Serum-stimulated phosphorylation of AKT1 was inhibited by SH-6 at doses ≥10 μM (>70% decrease in Threonine 308 and Serine 473 phosphorylation of AKT1). In adenosine triphosphate assays, 72 hours of treatment with SH-6 led to 50% lethal doses near 10 μM for 2 cell lines tested. SH-6 enhancement of carmustine-mediated cell death led to synergistic increases in Caspase 3/Capsase 7 activity, implicating apoptosis as the cell death mechanism. In clonogenic assays, SH-6 cotreatment with carmustine significantly decreased the number of colonies at 10 μM (P < .05) compared with carmustine alone. No decrease was observed in cells that were treated with SH-6 alone (10 μM).
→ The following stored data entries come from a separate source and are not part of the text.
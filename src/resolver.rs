//! Resolver - Placeholder Substitution
//!
//! Every placeholder is resolved independently: registry lookup, file
//! read, SHA-256 verification, decoder dispatch, decode. Work fans out
//! over a bounded rayon pool; results land in slots indexed by document
//! order and are spliced back after the whole pass completes, so the
//! report is complete even when the build is about to fail.
//!
//! CRITICAL: hash mismatches fail the build in every mode.

use rayon::prelude::*;
use serde::{Deserialize, Serialize};
use serde_json::Value;
use std::fs;
use thiserror::Error;
use tracing::{debug, info, warn};

use crate::decoders::{ArtifactInput, DecodeOptions, DecoderKey, DecoderTable};
use crate::hashing::{sha256_file, sha256_hex};
use crate::policy::{Action, FailureMode, ResolutionPolicy};
use crate::registry::{ArtifactEntry, ArtifactRegistry};
use crate::report::{ReportEntry, ReportStatus, ResolutionReport};
use crate::tree::{Document, Fragment, Node, Placeholder};

#[derive(Debug, Error)]
pub enum ResolveError {
    #[error("Artifact hash mismatch for {}: evidence changed since registration", ids.join(", "))]
    HashMismatch {
        ids: Vec<String>,
        report: ResolutionReport,
    },

    #[error("{} placeholder(s) unresolved in strict mode: {}", failed.len(), failed.join(", "))]
    Unresolved {
        failed: Vec<String>,
        report: ResolutionReport,
    },

    #[error("Failed to start resolver worker pool: {0}")]
    WorkerPool(String),
}

impl ResolveError {
    /// Complete report of the failed pass, when one was produced
    pub fn report(&self) -> Option<&ResolutionReport> {
        match self {
            ResolveError::HashMismatch { report, .. } | ResolveError::Unresolved { report, .. } => {
                Some(report)
            }
            ResolveError::WorkerPool(_) => None,
        }
    }
}

#[derive(Debug, Clone, Copy, PartialEq, Eq, Serialize, Deserialize, Default)]
#[serde(default)]
pub struct ResolverConfig {
    pub mode: FailureMode,
    /// Trust registry digests without reading them back
    pub skip_hash_verify: bool,
    /// Worker threads; 0 lets rayon decide
    pub jobs: usize,
    pub decode: DecodeOptions,
}

impl ResolverConfig {
    pub fn strict() -> Self {
        Self::default()
    }

    pub fn lenient() -> Self {
        Self {
            mode: FailureMode::Lenient,
            ..Self::default()
        }
    }

    pub fn policy(&self) -> ResolutionPolicy {
        ResolutionPolicy::new(self.mode)
    }
}

/// Resolved tree and its report
#[derive(Debug, Clone)]
pub struct Resolution {
    pub document: Document,
    pub report: ResolutionReport,
}

/// Result of one placeholder's work
#[derive(Debug)]
struct Outcome {
    entry: ReportEntry,
    fragment: Option<Value>,
}

impl Outcome {
    fn failed(id: &str, status: ReportStatus, detail: impl Into<String>) -> Self {
        Self {
            entry: ReportEntry::new(id, status, detail),
            fragment: None,
        }
    }
}

/// Replace every placeholder in `document` with its artifact fragment.
pub fn resolve(
    mut document: Document,
    registry: &ArtifactRegistry,
    decoders: &DecoderTable,
    config: &ResolverConfig,
) -> Result<Resolution, ResolveError> {
    let slots = document.placeholder_paths();
    if slots.is_empty() {
        debug!("no placeholders, nothing to resolve");
        return Ok(Resolution {
            document,
            report: ResolutionReport::default(),
        });
    }

    info!(
        placeholders = slots.len(),
        mode = ?config.mode,
        skip_hash_verify = config.skip_hash_verify,
        "resolving placeholders"
    );

    let pool = worker_pool(config.jobs)?;

    // Ordered collect: outcome i belongs to slot i
    let outcomes: Vec<Outcome> = pool.install(|| {
        slots
            .par_iter()
            .map(|(_, placeholder)| resolve_one(placeholder, registry, decoders, config))
            .collect()
    });

    let policy = config.policy();
    let mut entries = Vec::with_capacity(outcomes.len());
    for ((path, _), outcome) in slots.into_iter().zip(outcomes) {
        let Outcome { entry, fragment } = outcome;
        let fragment = match (policy.action(entry.status), fragment) {
            (Action::Splice, Some(block)) => Fragment::new(block),
            (action, _) => {
                warn!(
                    id = %entry.id,
                    status = %entry.status,
                    detail = %entry.detail,
                    fatal = action.is_fatal(),
                    "placeholder unresolved"
                );
                Fragment::stub(&entry.id, entry.status.as_str())
            }
        };
        document.replace_at(&path, Node::Fragment(fragment));
        entries.push(entry);
    }

    let report = ResolutionReport::new(entries);
    let verdict = policy.verdict(&report);
    info!(
        counts = ?report.counts(),
        stubbed = verdict.stubbed.len(),
        "resolution pass complete"
    );

    if verdict.passes() {
        return Ok(Resolution { document, report });
    }
    if !verdict.aborted.is_empty() {
        return Err(ResolveError::HashMismatch {
            ids: verdict.aborted,
            report,
        });
    }
    Err(ResolveError::Unresolved {
        failed: verdict.failed,
        report,
    })
}

fn worker_pool(jobs: usize) -> Result<rayon::ThreadPool, ResolveError> {
    rayon::ThreadPoolBuilder::new()
        .num_threads(jobs)
        .build()
        .map_err(|e| ResolveError::WorkerPool(e.to_string()))
}

fn resolve_one(
    placeholder: &Placeholder,
    registry: &ArtifactRegistry,
    decoders: &DecoderTable,
    config: &ResolverConfig,
) -> Outcome {
    let id = placeholder.block_id.as_str();

    let Some(entry) = registry.get(id) else {
        return Outcome::failed(id, ReportStatus::MissingEntry, "no artifact registry entry");
    };

    let path = registry.resolve_uri(&entry.uri);
    let bytes = match fs::read(&path) {
        Ok(bytes) => bytes,
        Err(e) => {
            return Outcome::failed(id, ReportStatus::MissingFile, format!("{}: {e}", entry.uri));
        }
    };

    if !config.skip_hash_verify {
        let actual = sha256_hex(&bytes);
        if actual != entry.content_hash {
            return Outcome::failed(
                id,
                ReportStatus::HashMismatch,
                format!("{}: expected {}, got {actual}", entry.uri, entry.content_hash),
            );
        }
    }

    let Some(decoder) = decoders.lookup(placeholder.kind, &entry.spec) else {
        return Outcome::failed(
            id,
            ReportStatus::UnsupportedSpec,
            format!("no decoder for {}", DecoderKey::for_spec(placeholder.kind, &entry.spec)),
        );
    };

    let sidecar = if decoder.needs_sidecar() {
        let sidecar_uri = entry.sidecar_uri();
        match fs::read(registry.resolve_uri(&sidecar_uri)) {
            Ok(meta) => {
                if let (Some(expected), false) = (&entry.meta_hash, config.skip_hash_verify) {
                    let actual = sha256_hex(&meta);
                    if &actual != expected {
                        return Outcome::failed(
                            id,
                            ReportStatus::HashMismatch,
                            format!("{sidecar_uri}: expected {expected}, got {actual}"),
                        );
                    }
                }
                Some(meta)
            }
            // Decoder reports the absence
            Err(_) => None,
        }
    } else {
        None
    };

    let target = path.to_string_lossy();
    let input = ArtifactInput {
        id,
        bytes: &bytes,
        sidecar: sidecar.as_deref(),
        target: &target,
        options: &config.decode,
    };

    match decoder.decode(&input) {
        Ok(fragment) => {
            debug!(id, spec = %entry.spec, "placeholder resolved");
            let detail = format!("{} ({})", entry.uri, entry.spec);
            Outcome {
                entry: ReportEntry::new(id, ReportStatus::Resolved, detail),
                fragment: Some(fragment),
            }
        }
        Err(e) => Outcome::failed(id, ReportStatus::DecodeError, format!("{}: {e}", entry.uri)),
    }
}

/// Pre-flight check of every registry entry: file present and digest
/// matching. Entries come back in id order; decoding is not attempted.
/// Files are hashed on a pool of `jobs` workers, like a resolution pass.
pub fn verify_registry(
    registry: &ArtifactRegistry,
    jobs: usize,
) -> Result<ResolutionReport, ResolveError> {
    let entries: Vec<&ArtifactEntry> = registry.entries().collect();
    let pool = worker_pool(jobs)?;
    let checked = pool.install(|| {
        entries
            .par_iter()
            .map(|entry| verify_entry(registry, entry))
            .collect()
    });
    Ok(ResolutionReport::new(checked))
}

fn verify_entry(registry: &ArtifactRegistry, entry: &ArtifactEntry) -> ReportEntry {
    let check = |uri: &str, expected: &str| match sha256_file(&registry.resolve_uri(uri)) {
        Ok(actual) if actual == expected => None,
        Ok(actual) => Some((
            ReportStatus::HashMismatch,
            format!("{uri}: expected {expected}, got {actual}"),
        )),
        Err(e) => Some((ReportStatus::MissingFile, format!("{uri}: {e}"))),
    };
    let failure = check(&entry.uri, &entry.content_hash).or_else(|| {
        let expected = entry.meta_hash.as_deref()?;
        check(&entry.sidecar_uri(), expected)
    });
    match failure {
        Some((status, detail)) => ReportEntry::new(&entry.id, status, detail),
        None => ReportEntry::new(
            &entry.id,
            ReportStatus::Resolved,
            format!("{} ({})", entry.uri, entry.spec),
        ),
    }
}
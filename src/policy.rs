//! Resolution Policy - Status/Action Separation
//!
//! The resolver only produces statuses.
//! Policy maps each status to what happens to the build.

use serde::{Deserialize, Serialize};

use crate::report::{ReportStatus, ResolutionReport};

#[derive(Debug, Clone, Copy, PartialEq, Eq, Serialize, Deserialize, Default)]
#[serde(rename_all = "lowercase")]
pub enum FailureMode {
    /// Any unresolved placeholder fails the build
    #[default]
    Strict,
    /// Unresolved placeholders become visible stubs
    Lenient,
}

#[derive(Debug, Clone, Copy, PartialEq, Eq)]
pub enum Action {
    /// Splice the decoded fragment
    Splice,
    /// Leave an inert stub and keep going
    Stub,
    /// Leave a stub, fail the build after the pass
    Fail,
    /// Fail the build after the pass, whatever the mode
    Abort,
}

impl Action {
    pub fn is_fatal(self) -> bool {
        matches!(self, Action::Fail | Action::Abort)
    }
}

#[derive(Debug, Clone, Copy, PartialEq, Eq, Default)]
pub struct ResolutionPolicy {
    pub mode: FailureMode,
}

impl ResolutionPolicy {
    pub fn new(mode: FailureMode) -> Self {
        Self { mode }
    }

    pub fn action(&self, status: ReportStatus) -> Action {
        match (status, self.mode) {
            (ReportStatus::Resolved, _) => Action::Splice,
            // Changed evidence is never tolerated
            (ReportStatus::HashMismatch, _) => Action::Abort,
            (_, FailureMode::Strict) => Action::Fail,
            (_, FailureMode::Lenient) => Action::Stub,
        }
    }

    /// Verdict over a finished report
    pub fn verdict(&self, report: &ResolutionReport) -> Verdict {
        let mut verdict = Verdict::default();
        for entry in &report.entries {
            match self.action(entry.status) {
                Action::Splice => {}
                Action::Stub => verdict.stubbed.push(entry.id.clone()),
                Action::Fail => verdict.failed.push(entry.id.clone()),
                Action::Abort => verdict.aborted.push(entry.id.clone()),
            }
        }
        verdict
    }
}

#[derive(Debug, Clone, Default, PartialEq, Eq)]
pub struct Verdict {
    pub stubbed: Vec<String>,
    pub failed: Vec<String>,
    pub aborted: Vec<String>,
}

impl Verdict {
    pub fn passes(&self) -> bool {
        self.failed.is_empty() && self.aborted.is_empty()
    }
}
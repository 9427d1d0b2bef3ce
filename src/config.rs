//! Build configuration
//!
//! Optional TOML file with `[normalizer]` and `[resolver]` tables. Every
//! field has a default, so an empty file is a valid configuration.
//! Command-line flags are applied on top by the caller.
//!
//! ```toml
//! [normalizer]
//! annotation_suffix = ".annotation"
//! require_annotation_parent = false
//!
//! [resolver]
//! mode = "lenient"
//! skip_hash_verify = false
//! jobs = 4
//!
//! [resolver.decode]
//! embed_figures = true
//!
//! [resolver.decode.limits]
//! max_table_rows = 5000
//! ```

use serde::{Deserialize, Serialize};
use std::fs;
use std::path::{Path, PathBuf};
use thiserror::Error;

use crate::normalizer::NormalizerConfig;
use crate::policy::FailureMode;
use crate::resolver::ResolverConfig;

#[derive(Debug, Error)]
pub enum ConfigError {
    #[error("Failed to read config {path}: {source}")]
    Io {
        path: PathBuf,
        #[source]
        source: std::io::Error,
    },

    #[error("Invalid config {path}: {source}")]
    Parse {
        path: PathBuf,
        #[source]
        source: toml::de::Error,
    },
}

#[derive(Debug, Clone, PartialEq, Eq, Default, Serialize, Deserialize)]
#[serde(default, deny_unknown_fields)]
pub struct BuildConfig {
    pub normalizer: NormalizerConfig,
    pub resolver: ResolverConfig,
}

/// Command-line overrides; `None`/`false` leaves the file value alone
#[derive(Debug, Clone, Copy, Default)]
pub struct Overrides {
    pub lenient: bool,
    pub skip_hash_verify: bool,
    pub jobs: Option<usize>,
    pub embed_figures: bool,
}

impl BuildConfig {
    pub fn from_toml_str(text: &str) -> Result<Self, toml::de::Error> {
        toml::from_str(text)
    }

    pub fn load(path: &Path) -> Result<Self, ConfigError> {
        let text = fs::read_to_string(path).map_err(|source| ConfigError::Io {
            path: path.to_path_buf(),
            source,
        })?;
        Self::from_toml_str(&text).map_err(|source| ConfigError::Parse {
            path: path.to_path_buf(),
            source,
        })
    }

    /// File config when a path is given, defaults otherwise
    pub fn load_or_default(path: Option<&Path>) -> Result<Self, ConfigError> {
        match path {
            Some(path) => Self::load(path),
            None => Ok(Self::default()),
        }
    }

    pub fn apply(mut self, overrides: Overrides) -> Self {
        if overrides.lenient {
            self.resolver.mode = FailureMode::Lenient;
        }
        if overrides.skip_hash_verify {
            self.resolver.skip_hash_verify = true;
        }
        if let Some(jobs) = overrides.jobs {
            self.resolver.jobs = jobs;
        }
        if overrides.embed_figures {
            self.resolver.decode.embed_figures = true;
        }
        self
    }
}

#[cfg(test)]
mod tests {
    use super::*;

    #[test]
    fn empty_file_gives_defaults() {
        let config = BuildConfig::from_toml_str("").unwrap();
        assert_eq!(config, BuildConfig::default());
        assert_eq!(config.resolver.mode, FailureMode::Strict);
        assert_eq!(config.normalizer.annotation_suffix.as_deref(), Some(".annotation"));
    }

    #[test]
    fn parses_nested_tables() {
        let config = BuildConfig::from_toml_str(
            r#"
            [normalizer]
            require_annotation_parent = true

            [resolver]
            mode = "lenient"
            jobs = 3

            [resolver.decode.limits]
            max_table_rows = 50
            "#,
        )
        .unwrap();
        assert!(config.normalizer.require_annotation_parent);
        assert_eq!(config.resolver.mode, FailureMode::Lenient);
        assert_eq!(config.resolver.jobs, 3);
        assert_eq!(config.resolver.decode.limits.max_table_rows, 50);
        assert_eq!(config.resolver.decode.limits.max_table_cols, 100);
    }

    #[test]
    fn rejects_unknown_sections() {
        assert!(BuildConfig::from_toml_str("[render]\ntheme = \"dark\"").is_err());
    }

    #[test]
    fn flags_override_file() {
        let config = BuildConfig::default().apply(Overrides {
            lenient: true,
            jobs: Some(2),
            embed_figures: true,
            ..Overrides::default()
        });
        assert_eq!(config.resolver.mode, FailureMode::Lenient);
        assert_eq!(config.resolver.jobs, 2);
        assert!(config.resolver.decode.embed_figures);
        assert!(!config.resolver.skip_hash_verify);
    }

    #[test]
    fn load_reports_path() {
        let dir = tempfile::tempdir().unwrap();
        let path = dir.path().join("build.toml");
        fs::write(&path, "[resolver]\njobs = \"many\"").unwrap();
        let err = BuildConfig::load(&path).unwrap_err();
        assert!(err.to_string().contains("build.toml"));
        assert!(BuildConfig::load(&dir.path().join("missing.toml")).is_err());
    }
}
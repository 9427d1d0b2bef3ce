//! Hashing System - SHA-256 for Artifact Evidence
//!
//! Artifact files are verified against the registry by the digest of
//! their exact bytes. Build fingerprints use canonical JSON so they are
//! reproducible across runs.

use serde::Serialize;
use serde_json::{to_string, Value};
use sha2::{Digest, Sha256};
use std::fs::File;
use std::io::{self, Read};
use std::path::Path;

/// Compute SHA-256 hash of bytes, return hex string
pub fn sha256_hex(data: &[u8]) -> String {
    let mut hasher = Sha256::new();
    hasher.update(data);
    hex::encode(hasher.finalize())
}

/// Stream a file through SHA-256
pub fn sha256_file(path: &Path) -> io::Result<String> {
    let mut file = File::open(path)?;
    let mut hasher = Sha256::new();
    let mut buf = [0u8; 64 * 1024];
    loop {
        let n = file.read(&mut buf)?;
        if n == 0 {
            break;
        }
        hasher.update(&buf[..n]);
    }
    Ok(hex::encode(hasher.finalize()))
}

/// Strip an optional `sha256:` prefix and lowercase the hex
pub fn normalize_digest(digest: &str) -> String {
    let trimmed = digest.trim();
    trimmed
        .strip_prefix("sha256:")
        .unwrap_or(trimmed)
        .to_ascii_lowercase()
}

/// Convert to canonical JSON (sorted keys, no whitespace)
pub fn canonical_json<T: Serialize>(value: &T) -> Result<String, serde_json::Error> {
    let v: Value = serde_json::to_value(value)?;
    let sorted = sort_value(&v);
    to_string(&sorted)
}

fn sort_value(v: &Value) -> Value {
    match v {
        Value::Object(map) => {
            let mut sorted: Vec<_> = map.iter().collect();
            sorted.sort_by(|a, b| a.0.cmp(b.0));
            let sorted_map: serde_json::Map<String, Value> = sorted
                .into_iter()
                .map(|(k, v)| (k.clone(), sort_value(v)))
                .collect();
            Value::Object(sorted_map)
        }
        Value::Array(arr) => {
            Value::Array(arr.iter().map(sort_value).collect())
        }
        _ => v.clone()
    }
}

/// Fingerprint of a build's inputs for the build summary
/// fingerprint = sha256(canonical_tree + ":" + registry digests + ":" + engine_version)
pub fn compute_build_fingerprint<'a>(
    normalized_tree: &Value,
    artifact_digests: impl IntoIterator<Item = (&'a str, &'a str)>,
    engine_version: &str,
) -> Result<String, serde_json::Error> {
    let canonical_tree = canonical_json(normalized_tree)?;
    let digests: Vec<String> = artifact_digests
        .into_iter()
        .map(|(id, digest)| format!("{id}={digest}"))
        .collect();
    let combined = format!("{}:{}:{}", canonical_tree, digests.join(","), engine_version);
    Ok(sha256_hex(combined.as_bytes()))
}

#[cfg(test)]
mod tests {
    use super::*;
    use serde_json::json;
    use std::io::Write;

    #[test]
    fn test_canonical_json_sorted() {
        let obj = json!({"z": 1, "a": 2, "m": 3});
        let canonical = canonical_json(&obj).unwrap();
        assert_eq!(canonical, r#"{"a":2,"m":3,"z":1}"#);
    }

    #[test]
    fn test_known_digest() {
        assert_eq!(
            sha256_hex(b"abc"),
            "ba7816bf8f01cfea414140de5dae2223b00361a396177a9cb410ff61f20015ad"
        );
    }

    #[test]
    fn test_file_digest_matches_bytes() {
        let mut file = tempfile::NamedTempFile::new().unwrap();
        file.write_all(b"evidence").unwrap();
        assert_eq!(sha256_file(file.path()).unwrap(), sha256_hex(b"evidence"));
    }

    #[test]
    fn test_digest_spellings() {
        let hex = sha256_hex(b"abc");
        assert_eq!(normalize_digest(&hex), hex);
        assert_eq!(normalize_digest(&format!(" sha256:{} ", hex.to_uppercase())), hex);
    }

    #[test]
    fn test_fingerprint_stable() {
        let tree = json!({"blocks": [], "meta": {}});
        let a = compute_build_fingerprint(&tree, [("m", "00")], "1.0.0").unwrap();
        let b = compute_build_fingerprint(&tree, [("m", "00")], "1.0.0").unwrap();
        let c = compute_build_fingerprint(&tree, [("m", "01")], "1.0.0").unwrap();
        assert_eq!(a, b);
        assert_ne!(a, c);
    }
}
LY294002 (10 μM) was also able to enhance the effects of carmustine significantly in both cell lines.

CONCLUSIONS.

In the current study, the authors characterized the efficacy of a new class of adjuvant chemotherapeutics that show promise in enhancing the efficacy of standard chemotherapy regimens in gliomas. Cancer 2006. © 2006 American Cancer Society.